::: Data for this exercise :::

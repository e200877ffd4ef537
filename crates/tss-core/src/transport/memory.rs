//! In-memory transport for local clusters and tests

use super::{Envelope, TransportReceiver, TransportSender};
use crate::types::PartyIdentity;
use crate::{Error, Result};
use async_trait::async_trait;
use dashmap::DashMap;
use std::sync::{Arc, Weak};
use tracing::{trace, warn};

/// Process-local network connecting receivers by party id
#[derive(Default)]
pub struct MemoryNetwork {
    /// Registered receivers: party_id -> receiver
    nodes: DashMap<String, Weak<dyn TransportReceiver>>,
}

impl MemoryNetwork {
    /// Create a new in-memory network
    pub fn new() -> Arc<Self> {
        Arc::new(Self::default())
    }

    /// Attach a receiver under a party id
    ///
    /// Only a weak reference is kept so that a receiver owning a sender into
    /// this network does not keep itself alive.
    pub fn register<R: TransportReceiver + 'static>(&self, party_id: &str, receiver: &Arc<R>) {
        let weak = Arc::downgrade(receiver);
        let weak: Weak<dyn TransportReceiver> = weak;
        self.nodes.insert(party_id.to_string(), weak);
    }

    /// Detach a party, making it unreachable
    pub fn disconnect(&self, party_id: &str) {
        self.nodes.remove(party_id);
    }

    /// Sender handle into this network
    pub fn transport(self: &Arc<Self>) -> MemoryTransport {
        MemoryTransport {
            network: Arc::clone(self),
        }
    }

    fn receiver(&self, party_id: &str) -> Option<Arc<dyn TransportReceiver>> {
        self.nodes.get(party_id).and_then(|entry| entry.upgrade())
    }
}

/// [`TransportSender`] backed by a [`MemoryNetwork`]
#[derive(Clone)]
pub struct MemoryTransport {
    network: Arc<MemoryNetwork>,
}

#[async_trait]
impl TransportSender for MemoryTransport {
    async fn send(&self, to: &PartyIdentity, envelope: Envelope) -> Result<()> {
        let receiver = self.network.receiver(&to.id).ok_or_else(|| Error::Transport {
            to: to.id.clone(),
            reason: "peer unreachable".into(),
        })?;

        trace!(to = %to.id, phase = %envelope.phase, from = %envelope.from, "Delivering");

        // The receiver may hold the message behind its readiness gate, so
        // delivery continues without the sender.
        let to = to.id.clone();
        tokio::spawn(async move {
            if let Err(e) = receiver.on_message(envelope).await {
                warn!(to = %to, error = %e, "Receiver rejected message");
            }
        });
        Ok(())
    }
}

:::

Exercise requirements - Report each line of the data in which "TransportSender" occurs.

Solved problem -
use super::{Envelope, TransportReceiver, TransportSender};
/// [`TransportSender`] backed by a [`MemoryNetwork`]
impl TransportSender for MemoryTransport {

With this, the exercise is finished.